▶ _WHAT YOU ARE ASKED TO DO_
Write the entries out in full, matching them exactly.
===============
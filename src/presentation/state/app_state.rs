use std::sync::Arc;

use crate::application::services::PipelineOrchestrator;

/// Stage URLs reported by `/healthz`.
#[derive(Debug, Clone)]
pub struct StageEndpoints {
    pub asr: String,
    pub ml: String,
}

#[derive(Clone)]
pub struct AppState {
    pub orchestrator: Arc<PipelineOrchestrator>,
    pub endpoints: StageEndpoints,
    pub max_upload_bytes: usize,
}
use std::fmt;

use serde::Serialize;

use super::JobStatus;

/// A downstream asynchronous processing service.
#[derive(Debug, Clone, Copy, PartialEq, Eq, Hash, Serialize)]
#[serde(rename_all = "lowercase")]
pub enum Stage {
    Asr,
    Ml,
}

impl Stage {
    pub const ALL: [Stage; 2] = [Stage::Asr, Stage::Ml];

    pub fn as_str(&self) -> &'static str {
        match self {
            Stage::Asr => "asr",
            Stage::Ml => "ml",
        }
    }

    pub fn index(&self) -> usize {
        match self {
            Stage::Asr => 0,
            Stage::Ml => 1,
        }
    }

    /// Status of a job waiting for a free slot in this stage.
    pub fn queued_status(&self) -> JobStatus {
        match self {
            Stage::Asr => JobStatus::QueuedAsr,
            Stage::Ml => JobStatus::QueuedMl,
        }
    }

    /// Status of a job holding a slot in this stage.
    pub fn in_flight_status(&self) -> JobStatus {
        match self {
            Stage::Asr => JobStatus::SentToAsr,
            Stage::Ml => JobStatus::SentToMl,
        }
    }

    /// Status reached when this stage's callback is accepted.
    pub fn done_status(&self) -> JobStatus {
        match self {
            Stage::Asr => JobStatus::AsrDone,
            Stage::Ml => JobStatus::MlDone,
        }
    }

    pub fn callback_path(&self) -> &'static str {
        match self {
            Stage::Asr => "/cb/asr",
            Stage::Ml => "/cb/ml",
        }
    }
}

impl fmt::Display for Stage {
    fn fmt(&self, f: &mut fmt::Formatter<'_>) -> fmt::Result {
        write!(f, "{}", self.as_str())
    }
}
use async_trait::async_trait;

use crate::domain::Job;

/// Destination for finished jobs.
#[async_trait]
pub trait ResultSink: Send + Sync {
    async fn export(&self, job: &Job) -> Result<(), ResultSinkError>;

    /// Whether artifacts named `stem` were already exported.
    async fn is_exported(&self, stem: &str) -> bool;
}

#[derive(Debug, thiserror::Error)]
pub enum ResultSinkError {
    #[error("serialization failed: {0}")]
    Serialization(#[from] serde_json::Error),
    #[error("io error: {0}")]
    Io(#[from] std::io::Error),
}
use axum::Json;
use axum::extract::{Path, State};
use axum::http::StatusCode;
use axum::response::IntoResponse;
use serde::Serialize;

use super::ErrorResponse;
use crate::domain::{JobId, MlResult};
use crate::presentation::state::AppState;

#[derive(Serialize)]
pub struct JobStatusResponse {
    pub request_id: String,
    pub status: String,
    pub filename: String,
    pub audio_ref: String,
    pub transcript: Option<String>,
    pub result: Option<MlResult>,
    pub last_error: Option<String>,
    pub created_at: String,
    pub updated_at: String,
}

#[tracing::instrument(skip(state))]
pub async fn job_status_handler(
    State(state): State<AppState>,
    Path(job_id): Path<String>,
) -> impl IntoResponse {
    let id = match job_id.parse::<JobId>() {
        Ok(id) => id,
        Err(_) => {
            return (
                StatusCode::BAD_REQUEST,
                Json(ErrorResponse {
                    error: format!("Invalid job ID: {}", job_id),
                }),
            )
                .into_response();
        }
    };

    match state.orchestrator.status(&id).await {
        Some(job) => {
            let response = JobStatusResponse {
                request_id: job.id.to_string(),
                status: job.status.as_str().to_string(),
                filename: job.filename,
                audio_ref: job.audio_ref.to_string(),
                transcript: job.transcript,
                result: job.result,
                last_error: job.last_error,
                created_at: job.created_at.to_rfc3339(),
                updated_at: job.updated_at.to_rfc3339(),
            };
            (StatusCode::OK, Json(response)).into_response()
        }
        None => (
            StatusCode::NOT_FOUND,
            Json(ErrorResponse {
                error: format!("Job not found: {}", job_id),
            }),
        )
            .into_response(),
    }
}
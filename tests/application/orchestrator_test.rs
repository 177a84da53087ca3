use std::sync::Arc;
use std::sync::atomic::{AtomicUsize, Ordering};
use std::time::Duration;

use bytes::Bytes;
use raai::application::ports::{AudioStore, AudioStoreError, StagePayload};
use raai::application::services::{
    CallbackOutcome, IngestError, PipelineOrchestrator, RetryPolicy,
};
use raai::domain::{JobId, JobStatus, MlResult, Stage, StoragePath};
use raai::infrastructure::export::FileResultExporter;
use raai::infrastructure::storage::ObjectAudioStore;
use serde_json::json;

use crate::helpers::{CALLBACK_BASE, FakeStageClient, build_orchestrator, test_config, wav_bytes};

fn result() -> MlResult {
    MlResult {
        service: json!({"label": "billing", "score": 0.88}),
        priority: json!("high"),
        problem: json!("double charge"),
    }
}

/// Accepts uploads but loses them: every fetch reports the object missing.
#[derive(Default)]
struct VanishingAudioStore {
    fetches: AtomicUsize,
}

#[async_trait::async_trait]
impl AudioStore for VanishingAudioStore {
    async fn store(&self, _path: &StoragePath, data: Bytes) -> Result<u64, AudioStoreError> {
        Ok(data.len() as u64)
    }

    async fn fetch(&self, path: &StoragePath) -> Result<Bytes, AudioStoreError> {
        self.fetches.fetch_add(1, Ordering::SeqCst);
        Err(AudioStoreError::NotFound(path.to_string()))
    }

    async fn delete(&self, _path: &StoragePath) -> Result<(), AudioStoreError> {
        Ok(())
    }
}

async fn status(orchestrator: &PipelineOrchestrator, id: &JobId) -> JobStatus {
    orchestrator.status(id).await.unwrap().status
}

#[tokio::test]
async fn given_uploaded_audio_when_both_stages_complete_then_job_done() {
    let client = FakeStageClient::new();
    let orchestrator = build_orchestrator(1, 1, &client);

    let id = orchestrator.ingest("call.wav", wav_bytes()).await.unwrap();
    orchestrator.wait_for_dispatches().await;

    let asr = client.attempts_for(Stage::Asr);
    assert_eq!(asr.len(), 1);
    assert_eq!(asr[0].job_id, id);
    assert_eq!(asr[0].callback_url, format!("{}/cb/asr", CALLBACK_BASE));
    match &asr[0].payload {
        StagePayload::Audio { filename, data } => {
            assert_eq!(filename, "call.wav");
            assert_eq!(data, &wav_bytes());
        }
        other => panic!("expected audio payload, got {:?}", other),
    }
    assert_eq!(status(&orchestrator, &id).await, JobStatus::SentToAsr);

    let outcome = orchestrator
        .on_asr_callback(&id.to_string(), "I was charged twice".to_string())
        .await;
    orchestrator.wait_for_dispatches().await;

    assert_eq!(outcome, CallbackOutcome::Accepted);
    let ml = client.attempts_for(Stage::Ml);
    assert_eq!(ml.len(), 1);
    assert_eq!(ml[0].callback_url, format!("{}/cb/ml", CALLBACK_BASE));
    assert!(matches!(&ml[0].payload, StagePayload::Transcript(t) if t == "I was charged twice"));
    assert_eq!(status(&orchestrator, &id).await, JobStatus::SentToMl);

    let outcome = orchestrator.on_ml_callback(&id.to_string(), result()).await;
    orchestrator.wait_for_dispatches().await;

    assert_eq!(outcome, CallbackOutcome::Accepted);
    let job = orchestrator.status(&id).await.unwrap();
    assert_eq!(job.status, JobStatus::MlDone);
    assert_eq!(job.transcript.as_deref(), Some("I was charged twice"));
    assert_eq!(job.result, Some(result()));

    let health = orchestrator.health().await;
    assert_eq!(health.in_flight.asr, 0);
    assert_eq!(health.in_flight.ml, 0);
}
===============
▶ _SOLUTION TO THE EXERCISE_
filename src/presentation/state/app_state.rs
use std::sync::Arc;

use crate::application::services::PipelineOrchestrator;

/// Stage URLs reported by `/healthz`.
#[derive(Debug, Clone)]
pub struct StageEndpoints {
    pub asr: String,
    pub ml: String,
}

#[derive(Clone)]
pub struct AppState {
    pub orchestrator: Arc<PipelineOrchestrator>,
    pub endpoints: StageEndpoints,
    pub max_upload_bytes: usize,
}
use std::fmt;

use serde::Serialize;

use super::JobStatus;

/// A downstream asynchronous processing service.
#[derive(Debug, Clone, Copy, PartialEq, Eq, Hash, Serialize)]
#[serde(rename_all = "lowercase")]
pub enum Stage {
    Asr,
    Ml,
}

impl Stage {
    pub const ALL: [Stage; 2] = [Stage::Asr, Stage::Ml];

    pub fn as_str(&self) -> &'static str {
        match self {
            Stage::Asr => "asr",
            Stage::Ml => "ml",
        }
    }

    pub fn index(&self) -> usize {
        match self {
            Stage::Asr => 0,
            Stage::Ml => 1,
        }
    }

    /// Status of a job waiting for a free slot in this stage.
    pub fn queued_status(&self) -> JobStatus {
        match self {
            Stage::Asr => JobStatus::QueuedAsr,
            Stage::Ml => JobStatus::QueuedMl,
        }
    }

    /// Status of a job holding a slot in this stage.
    pub fn in_flight_status(&self) -> JobStatus {
        match self {
            Stage::Asr => JobStatus::SentToAsr,
            Stage::Ml => JobStatus::SentToMl,
        }
    }

    /// Status reached when this stage's callback is accepted.
    pub fn done_status(&self) -> JobStatus {
        match self {
            Stage::Asr => JobStatus::AsrDone,
            Stage::Ml => JobStatus::MlDone,
        }
    }

    pub fn callback_path(&self) -> &'static str {
        match self {
            Stage::Asr => "/cb/asr",
            Stage::Ml => "/cb/ml",
        }
    }
}

impl fmt::Display for Stage {
    fn fmt(&self, f: &mut fmt::Formatter<'_>) -> fmt::Result {
        write!(f, "{}", self.as_str())
    }
}
use async_trait::async_trait;

use crate::domain::Job;

/// Destination for finished jobs.
#[async_trait]
pub trait ResultSink: Send + Sync {
    async fn export(&self, job: &Job) -> Result<(), ResultSinkError>;

    /// Whether artifacts named `stem` were already exported.
    async fn is_exported(&self, stem: &str) -> bool;
}

#[derive(Debug, thiserror::Error)]
pub enum ResultSinkError {
    #[error("serialization failed: {0}")]
    Serialization(#[from] serde_json::Error),
    #[error("io error: {0}")]
    Io(#[from] std::io::Error),
}
use axum::Json;
use axum::extract::{Path, State};
use axum::http::StatusCode;
use axum::response::IntoResponse;
use serde::Serialize;

use super::ErrorResponse;
use crate::domain::{JobId, MlResult};
use crate::presentation::state::AppState;

#[derive(Serialize)]
pub struct JobStatusResponse {
    pub request_id: String,
    pub status: String,
    pub filename: String,
    pub audio_ref: String,
    pub transcript: Option<String>,
    pub result: Option<MlResult>,
    pub last_error: Option<String>,
    pub created_at: String,
    pub updated_at: String,
}

#[tracing::instrument(skip(state))]
pub async fn job_status_handler(
    State(state): State<AppState>,
    Path(job_id): Path<String>,
) -> impl IntoResponse {
    let id = match job_id.parse::<JobId>() {
        Ok(id) => id,
        Err(_) => {
            return (
                StatusCode::BAD_REQUEST,
                Json(ErrorResponse {
                    error: format!("Invalid job ID: {}", job_id),
                }),
            )
                .into_response();
        }
    };

    match state.orchestrator.status(&id).await {
        Some(job) => {
            let response = JobStatusResponse {
                request_id: job.id.to_string(),
                status: job.status.as_str().to_string(),
                filename: job.filename,
                audio_ref: job.audio_ref.to_string(),
                transcript: job.transcript,
                result: job.result,
                last_error: job.last_error,
                created_at: job.created_at.to_rfc3339(),
                updated_at: job.updated_at.to_rfc3339(),
            };
            (StatusCode::OK, Json(response)).into_response()
        }
        None => (
            StatusCode::NOT_FOUND,
            Json(ErrorResponse {
                error: format!("Job not found: {}", job_id),
            }),
        )
            .into_response(),
    }
}
filename tests/application/orchestrator_test.rs
repository 177a84da53087ca3
use std::sync::Arc;
use std::sync::atomic::{AtomicUsize, Ordering};
use std::time::Duration;

use bytes::Bytes;
use raai::application::ports::{AudioStore, AudioStoreError, StagePayload};
use raai::application::services::{
    CallbackOutcome, IngestError, PipelineOrchestrator, RetryPolicy,
};
use raai::domain::{JobId, JobStatus, MlResult, Stage, StoragePath};
use raai::infrastructure::export::FileResultExporter;
use raai::infrastructure::storage::ObjectAudioStore;
use serde_json::json;

use crate::helpers::{CALLBACK_BASE, FakeStageClient, build_orchestrator, test_config, wav_bytes};

fn result() -> MlResult {
    MlResult {
        service: json!({"label": "billing", "score": 0.88}),
        priority: json!("high"),
        problem: json!("double charge"),
    }
}

/// Accepts uploads but loses them: every fetch reports the object missing.
#[derive(Default)]
struct VanishingAudioStore {
    fetches: AtomicUsize,
}

#[async_trait::async_trait]
impl AudioStore for VanishingAudioStore {
    async fn store(&self, _path: &StoragePath, data: Bytes) -> Result<u64, AudioStoreError> {
        Ok(data.len() as u64)
    }

    async fn fetch(&self, path: &StoragePath) -> Result<Bytes, AudioStoreError> {
        self.fetches.fetch_add(1, Ordering::SeqCst);
        Err(AudioStoreError::NotFound(path.to_string()))
    }

    async fn delete(&self, _path: &StoragePath) -> Result<(), AudioStoreError> {
        Ok(())
    }
}

async fn status(orchestrator: &PipelineOrchestrator, id: &JobId) -> JobStatus {
    orchestrator.status(id).await.unwrap().status
}

#[tokio::test]
async fn given_uploaded_audio_when_both_stages_complete_then_job_done() {
    let client = FakeStageClient::new();
    let orchestrator = build_orchestrator(1, 1, &client);

    let id = orchestrator.ingest("call.wav", wav_bytes()).await.unwrap();
    orchestrator.wait_for_dispatches().await;

    let asr = client.attempts_for(Stage::Asr);
    assert_eq!(asr.len(), 1);
    assert_eq!(asr[0].job_id, id);
    assert_eq!(asr[0].callback_url, format!("{}/cb/asr", CALLBACK_BASE));
    match &asr[0].payload {
        StagePayload::Audio { filename, data } => {
            assert_eq!(filename, "call.wav");
            assert_eq!(data, &wav_bytes());
        }
        other => panic!("expected audio payload, got {:?}", other),
    }
    assert_eq!(status(&orchestrator, &id).await, JobStatus::SentToAsr);

    let outcome = orchestrator
        .on_asr_callback(&id.to_string(), "I was charged twice".to_string())
        .await;
    orchestrator.wait_for_dispatches().await;

    assert_eq!(outcome, CallbackOutcome::Accepted);
    let ml = client.attempts_for(Stage::Ml);
    assert_eq!(ml.len(), 1);
    assert_eq!(ml[0].callback_url, format!("{}/cb/ml", CALLBACK_BASE));
    assert!(matches!(&ml[0].payload, StagePayload::Transcript(t) if t == "I was charged twice"));
    assert_eq!(status(&orchestrator, &id).await, JobStatus::SentToMl);

    let outcome = orchestrator.on_ml_callback(&id.to_string(), result()).await;
    orchestrator.wait_for_dispatches().await;

    assert_eq!(outcome, CallbackOutcome::Accepted);
    let job = orchestrator.status(&id).await.unwrap();
    assert_eq!(job.status, JobStatus::MlDone);
    assert_eq!(job.transcript.as_deref(), Some("I was charged twice"));
    assert_eq!(job.result, Some(result()));

    let health = orchestrator.health().await;
    assert_eq!(health.in_flight.asr, 0);
    assert_eq!(health.in_flight.ml, 0);
}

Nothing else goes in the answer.